Guest writer for Wake Up World

From 2000 to 2015, half a million people died from prescription drug overdoses, and stories continue to roll in daily about the lives claimed by prescription and non-prescription drug overdoses. Cannabis, however, is not only excluded from the drug overdose list, it has actually been shown to reduce the use of dangerous prescription drugs.

Raw cannabis is considered by many experts as a dietary essential. As a powerful anti-inflammatory and antioxidant, some classify it as one of the most important plants on earth. The biggest benefits from the plant may come not by smoking it, but rather by consuming it in its raw and natural form.

“If cannabis were discovered in an Amazon rainforests today, people would be clambering to make as much use as they could out of the potential benefits of the plant,” said Donald L. Abrams, MD, Chief of Hematology and Oncology at San Francisco General Hospital and Professor of Medicine at the University California. Dr. Abrams is widely known for his research on medical cannabis applications“Unfortunately, it carries with it a long and not so long history of being a persecuted plant,” he added.

“The potential for addiction and health risks associated with using multiple Scheduled drugs places additional direct monetary and health costs on patients and healthcare systems due to an increased number of side effects, risky drug interactions, dependency, and overdose”, stated University of New Mexico researchers Jacob Miguel Vigil Ph.D and Sarah See Stith Ph.D, who co-authored a study entitled Effects of Legal Access to Cannabis on Scheduled II-V Drug Prescriptions, which was released in the July issue of the Journal of American Medical Directors Association.

The study resulted from insights provided by co-investigator Dr.

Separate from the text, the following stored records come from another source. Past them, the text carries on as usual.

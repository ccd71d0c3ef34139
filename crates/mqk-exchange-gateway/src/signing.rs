//! HMAC-SHA256 request signing shared by every HTTP venue adapter.
//!
//! §4.A mandates signing over a canonicalised request: method, path, sorted
//! query/body, and timestamp. Implemented directly against `sha2::Sha256`
//! per RFC 2104 rather than pulling in a separate `hmac` crate — the
//! workspace's crypto surface stays at exactly the one crate the rest of the
//! core already depends on.

use sha2::{Digest, Sha256};

const BLOCK_SIZE: usize = 64;

fn hmac_sha256(key: &[u8], message: &[u8]) -> [u8; 32] {
    let mut key_block = [0u8; BLOCK_SIZE];
    if key.len() > BLOCK_SIZE {
        let digest = Sha256::digest(key);
        key_block[..digest.len()].copy_from_slice(&digest);
    } else {
        key_block[..key.len()].copy_from_slice(key);
    }

    let mut ipad = [0x36u8; BLOCK_SIZE];
    let mut opad = [0x5cu8; BLOCK_SIZE];
    for i in 0..BLOCK_SIZE {
        ipad[i] ^= key_block[i];
        opad[i] ^= key_block[i];
    }

    let mut inner = Sha256::new();
    inner.update(ipad);
    inner.update(message);
    let inner_digest = inner.finalize();

    let mut outer = Sha256::new();
    outer.update(opad);
    outer.update(inner_digest);
    outer.finalize().into()
}

/// Sign `method|path|sorted_query_and_body|timestamp` and return the lowercase
/// hex digest, as every supported venue expects in its signature header.
pub fn sign_request(
    api_secret: &str,
    method: &str,
    path: &str,
    canonical_query_and_body: &str,
    timestamp_millis: i64,
) -> String {
    let payload = format!("{method}|{path}|{canonical_query_and_body}|{timestamp_millis}");
    let mac = hmac_sha256(api_secret.as_bytes(), payload.as_bytes());
    hex::encode(mac)
}

/// Canonicalise a flat set of query/body parameters: sort by key, join as
/// `k=v` with `&`. Callers supply already-stringified values (the gateway
/// never performs float formatting at the signing boundary).
pub fn canonicalize_params(mut params: Vec<(String, String)>) -> String {
    params.sort_by(|a, b| a.0.cmp(&b.0));
    params
        .into_iter()
        .map(|(k, v)| format!("{k}={v}"))
        .collect::<Vec<_>>()
        .join("&")
}

#[cfg(test)]
mod tests {
    use super::*;

    #[test]
    fn signing_is_deterministic_for_identical_inputs() {
        let a = sign_request("secret", "POST", "/v5/order/create", "symbol=BTCUSDT", 1_700_000_000_000);
        let b = sign_request("secret", "POST", "/v5/order/create", "symbol=BTCUSDT", 1_700_000_000_000);
        assert_eq!(a, b);
    }

    #[test]
    fn signing_differs_by_secret() {
        let a = sign_request("secret-a", "POST", "/v5/order/create", "symbol=BTCUSDT", 1_700_000_000_000);
        let b = sign_request("secret-b", "POST", "/v5/order/create", "symbol=BTCUSDT", 1_700_000_000_000);
        assert_ne!(a, b);
    }

    #[test]
    fn canonicalize_params_sorts_by_key() {
        let params = vec![
            ("symbol".to_string(), "BTCUSDT".to_string()),
            ("apiKey".to_string(), "abc".to_string()),
        ];
        assert_eq!(canonicalize_params(params), "apiKey=abc&symbol=BTCUSDT");
    }

    #[test]
    fn hmac_matches_long_key_path() {
        // Exercises the key > block-size branch.
        let long_key = "x".repeat(100);
        let sig = sign_request(&long_key, "GET", "/v5/account/balance", "", 1_700_000_000_000);
        assert_eq!(sig.len(), 64);
    }
}
//! In-memory portfolio accounting feeding `mqk_risk::evaluate`'s admission
//! checks (§4.F step 5). `Position` carries no `risk_amount_micros` field —
//! that value is only ever known at sizing time — so the aggregate open
//! risk the risk engine checks against is tracked here rather than derived
//! from persisted position rows.

use std::collections::HashMap;
use std::sync::Mutex;

use mqk_risk::PortfolioSnapshot;
use mqk_schemas::{Micros, Side};
use uuid::Uuid;

struct OpenEntry {
    side: Side,
    risk_amount_micros: Micros,
}

/// Owned by one `TradingCoordinator`. Updated at entry-fill time (risk
/// entered) and at position-close time (risk released); read on every
/// incoming signal to build that signal's `PortfolioSnapshot`.
pub struct PortfolioState {
    inner: Mutex<Inner>,
}

struct Inner {
    open: HashMap<Uuid, OpenEntry>,
    daily_realised_pnl_micros: Micros,
    risk_basis_balance_micros: Micros,
}

impl PortfolioState {
    pub fn new(risk_basis_balance_micros: Micros) -> Self {
        Self {
            inner: Mutex::new(Inner {
                open: HashMap::new(),
                daily_realised_pnl_micros: 0,
                risk_basis_balance_micros,
            }),
        }
    }

    /// Current snapshot for risk evaluation.
    pub fn snapshot(&self) -> PortfolioSnapshot {
        let inner = self.inner.lock().expect("portfolio state poisoned");
        let open_positions_long = inner.open.values().filter(|e| e.side == Side::Long).count() as u32;
        let open_positions_short = inner.open.values().filter(|e| e.side == Side::Short).count() as u32;
        let aggregate_open_risk_micros = inner.open.values().map(|e| e.risk_amount_micros).sum();
        PortfolioSnapshot {
            open_positions: inner.open.len() as u32,
            open_positions_long,
            open_positions_short,
            aggregate_open_risk_micros,
            daily_realised_pnl_micros: inner.daily_realised_pnl_micros,
            risk_basis_balance_micros: inner.risk_basis_balance_micros,
        }
    }

    /// Records a newly opened position's risk, entered once its protection
    /// has been attached (or it has been registered unprotected — either
    /// way the position is now live exposure).
    pub fn record_open(&self, position_id: Uuid, side: Side, risk_amount_micros: Micros) {
        let mut inner = self.inner.lock().expect("portfolio state poisoned");
        inner.open.insert(
            position_id,
            OpenEntry {
                side,
                risk_amount_micros,
            },
        );
    }

    /// Releases a position's reserved risk and applies its realised PnL to
    /// the daily counter. Called once `PositionMonitor` reports the
    /// position fully closed.
    pub fn record_close(&self, position_id: Uuid, realised_pnl_micros: Micros) {
        let mut inner = self.inner.lock().expect("portfolio state poisoned");
        inner.open.remove(&position_id);
        inner.daily_realised_pnl_micros += realised_pnl_micros;
    }

    /// Resets the daily realised PnL counter at the configured day
    /// boundary (§4.F step 5's `daily_loss_limit_pct` check resets per
    /// trading day, not per process lifetime).
    pub fn reset_daily_pnl(&self) {
        self.inner.lock().expect("portfolio state poisoned").daily_realised_pnl_micros = 0;
    }

    pub fn set_risk_basis_balance(&self, risk_basis_balance_micros: Micros) {
        self.inner
            .lock()
            .expect("portfolio state poisoned")
            .risk_basis_balance_micros = risk_basis_balance_micros;
    }
}

#[cfg(test)]
mod tests {
    use super::*;

    #[test]
    fn snapshot_reflects_open_positions_by_direction() {
        let state = PortfolioState::new(10_000 * mqk_schemas::MICROS_SCALE);
        state.record_open(Uuid::new_v4(), Side::Long, 100 * mqk_schemas::MICROS_SCALE);
        state.record_open(Uuid::new_v4(), Side::Short, 50 * mqk_schemas::MICROS_SCALE);
        let snap = state.snapshot();
        assert_eq!(snap.open_positions, 2);
        assert_eq!(snap.open_positions_long, 1);
        assert_eq!(snap.open_positions_short, 1);
        assert_eq!(snap.aggregate_open_risk_micros, 150 * mqk_schemas::MICROS_SCALE);
    }

    #[test]
    fn closing_a_position_releases_its_risk_and_applies_pnl() {
        let state = PortfolioState::new(10_000 * mqk_schemas::MICROS_SCALE);
        let id = Uuid::new_v4();
        state.record_open(id, Side::Long, 100 * mqk_schemas::MICROS_SCALE);
        state.record_close(id, -20 * mqk_schemas::MICROS_SCALE);
        let snap = state.snapshot();
        assert_eq!(snap.open_positions, 0);
        assert_eq!(snap.daily_realised_pnl_micros, -20 * mqk_schemas::MICROS_SCALE);
    }
}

Anthony Reeve, a pain specialist from the Industrial Rehabilitation Pain Clinics, Albuquerque, N.M. and also one of the first physicians to authorize the use of cannabis for patients with chronic pain in the state of New Mexico. Reeve observed that a number of his patients were coming back to see him less frequently after enrolling in the New Mexico Medical Cannabis Program (MCP), and who also, anecdotally, often claimed not only to be reducing their pain medications but also other types of prescription medications as well.